Exercise objective:
If a line in the records below holds the string "PartialEq", count it, and state only the final count.

Collected data entries:
Content starts
//! D-Bus type signatures.

use std::borrow::{Borrow, ToOwned};
use std::fmt;
use std::ops::Deref;
use std::str::from_utf8_unchecked;

use crate::protocol::types;

pub use self::error::SignatureError;
mod error;

pub(crate) use self::iter::{Iter, TypeView};
mod iter;

use self::validation::validate;
mod validation;


/// Maximum length of a signature in bytes.
pub(crate) const MAX_SIGNATURE_LENGTH: usize = 255;

/// Maximum nesting depth per container kind.
pub(crate) const MAX_CONTAINER_DEPTH: usize = 32;

/// A D-Bus signature: a validated sequence of single complete types.
///
/// # Examples
///
/// ```
/// use tokio_minibus::Signature;
///
/// const SIG: &Signature = Signature::new_const(b"a{sv}");
///
/// assert!(Signature::new(b"(ii)as").is_ok());
/// assert!(Signature::new(b"a").is_err());
/// ```
#[derive(PartialEq, Eq, Hash)]
#[repr(transparent)]
pub struct Signature([u8]);

impl Signature {
    /// The empty signature.
    pub const EMPTY: &'static Signature = Signature::new_const(b"");

    /// Construct a new validated signature.
    pub fn new(bytes: &[u8]) -> Result<&Signature, SignatureError> {
        validate(bytes)?;
        // SAFETY: just validated.
        Ok(unsafe { Signature::new_unchecked(bytes) })
    }

    /// Construct a signature from a constant, panicking at compile time if
    /// it is not valid.
    pub const fn new_const(bytes: &'static [u8]) -> &'static Signature {
        if validate(bytes).is_err() {
            panic!("invalid signature");
        }

        // SAFETY: just validated.
        unsafe { Signature::new_unchecked(bytes) }
    }

    /// Construct a signature without validation.
    ///
    /// # Safety
    ///
    /// Caller must ensure the byte slice is a valid signature.
    pub(crate) const unsafe fn new_unchecked(bytes: &[u8]) -> &Signature {
        // SAFETY: Signature is repr(transparent) over [u8].
        &*(bytes as *const [u8] as *const Signature)
    }

    /// The signature as a byte slice.
    pub fn as_bytes(&self) -> &[u8] {
        &self.0
    }

    /// The signature as a string.
    pub fn as_str(&self) -> &str {
        // SAFETY: validated signatures are ASCII.
        unsafe { from_utf8_unchecked(&self.0) }
    }

    /// The length of the signature in bytes.
    pub fn len(&self) -> usize {
        self.0.len()
    }

    /// Test if the signature is empty.
    pub fn is_empty(&self) -> bool {
        self.0.is_empty()
    }

    /// Iterate over the single complete types of this signature.
    pub(crate) fn iter(&self) -> Iter<'_> {
        Iter::new(self)
    }

    /// Test if values of this signature can transitively carry a unix file
    /// descriptor.
    ///
    /// A variant counts, since its content type is only known per value.
    pub fn contains_fds(&self) -> bool {
        self.0
            .iter()
            .any(|&b| b == types::UNIX_FD || b == types::VARIANT)
    }

    /// Natural alignment of the first complete type of this signature.
    pub(crate) fn alignment(&self) -> usize {
        match self.0.first() {
            Some(&types::BYTE) | Some(&types::SIGNATURE) | Some(&types::VARIANT) => 1,
            Some(&types::INT16) | Some(&types::UINT16) => 2,
            Some(&types::INT64) | Some(&types::UINT64) | Some(&types::DOUBLE) => 8,
            Some(&types::OPEN_PAREN) | Some(&types::OPEN_BRACE) => 8,
            // boolean, u32-sized numbers, fd index, length-prefixed strings
            // and arrays all start on a 4-byte boundary.
            Some(..) => 4,
            None => 1,
        }
    }
}

impl fmt::Debug for Signature {
    #[inline]
    fn fmt(&self, f: &mut fmt::Formatter<'_>) -> fmt::Result {
        f.debug_tuple("Signature").field(&self.as_str()).finish()
    }
}

impl AsRef<Signature> for Signature {
    #[inline]
    fn as_ref(&self) -> &Signature {
        self
    }
}

impl ToOwned for Signature {
    type Owned = OwnedSignature;

    #[inline]
    fn to_owned(&self) -> OwnedSignature {
        // SAFETY: self is already validated.
        unsafe { OwnedSignature::from_vec(self.0.to_vec()) }
    }
}

impl<'a> TryFrom<&'a str> for &'a Signature {
    type Error = SignatureError;

    #[inline]
    fn try_from(s: &'a str) -> Result<Self, SignatureError> {
        Signature::new(s.as_bytes())
    }
}

/// The owned variant of a [`Signature`], which it dereferences to.
#[derive(Clone, PartialEq, Eq, Hash)]
pub struct OwnedSignature(Vec<u8>);

impl OwnedSignature {
    /// Construct a new empty signature.
    ///
    /// # Examples
    ///
    /// ```
    /// use tokio_minibus::OwnedSignature;
    ///
    /// let sig = OwnedSignature::new();
    /// assert!(sig.is_empty());
    /// ```
    pub const fn new() -> Self {
        Self(Vec::new())
    }

    /// Construct directly from a vector.
    ///
    /// # Safety
    ///
    /// Caller must ensure that the vector holds a valid signature.
    pub(crate) unsafe fn from_vec(signature: Vec<u8>) -> Self {
        Self(signature)
    }

    /// Push a single type code onto the signature.
    pub(crate) fn push(&mut self, byte: u8) {
        self.0.push(byte);
    }

    /// Extend this signature with another.
    pub(crate) fn extend_from_signature<S>(&mut self, other: S)
    where
        S: AsRef<Signature>,
    {
        self.0.extend_from_slice(other.as_ref().as_bytes());
    }
}

impl Default for OwnedSignature {
    #[inline]
    fn default() -> Self {
        Self::new()
    }
}

impl fmt::Debug for OwnedSignature {
    #[inline]
    fn fmt(&self, f: &mut fmt::Formatter<'_>) -> fmt::Result {
        f.debug_tuple("OwnedSignature")
            .field(&self.as_str())
            .finish()
    }
}

impl Deref for OwnedSignature {
    type Target = Signature;

    #[inline]
    fn deref(&self) -> &Signature {
        // SAFETY: construction ensures the signature is valid.
        unsafe { Signature::new_unchecked(&self.0) }
    }
}

impl Borrow<Signature> for OwnedSignature {
    #[inline]
    fn borrow(&self) -> &Signature {
        self
    }
}

impl AsRef<Signature> for OwnedSignature {
    #[inline]
    fn as_ref(&self) -> &Signature {
        self
    }
}

impl From<&Signature> for OwnedSignature {
    #[inline]
    fn from(signature: &Signature) -> Self {
        signature.to_owned()
    }
}

impl TryFrom<&str> for OwnedSignature {
    type Error = SignatureError;

    #[inline]
    fn try_from(s: &str) -> Result<Self, SignatureError> {
        Ok(Signature::new(s.as_bytes())?.to_owned())
    }
}

impl PartialEq<Signature> for OwnedSignature {
    #[inline]
    fn eq(&self, other: &Signature) -> bool {
        self.0 == other.as_bytes()
    }
}

impl PartialEq<&Signature> for OwnedSignature {
    #[inline]
    fn eq(&self, other: &&Signature) -> bool {
        self.0 == other.as_bytes()
    }
}

impl PartialEq<OwnedSignature> for Signature {
    #[inline]
    fn eq(&self, other: &OwnedSignature) -> bool {
        self.as_bytes() == other.as_bytes()
    }
}

impl PartialEq<OwnedSignature> for &Signature {
    #[inline]
    fn eq(&self, other: &OwnedSignature) -> bool {
        self.as_bytes() == other.as_bytes()
    }
}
Content ends
Exercise output:
6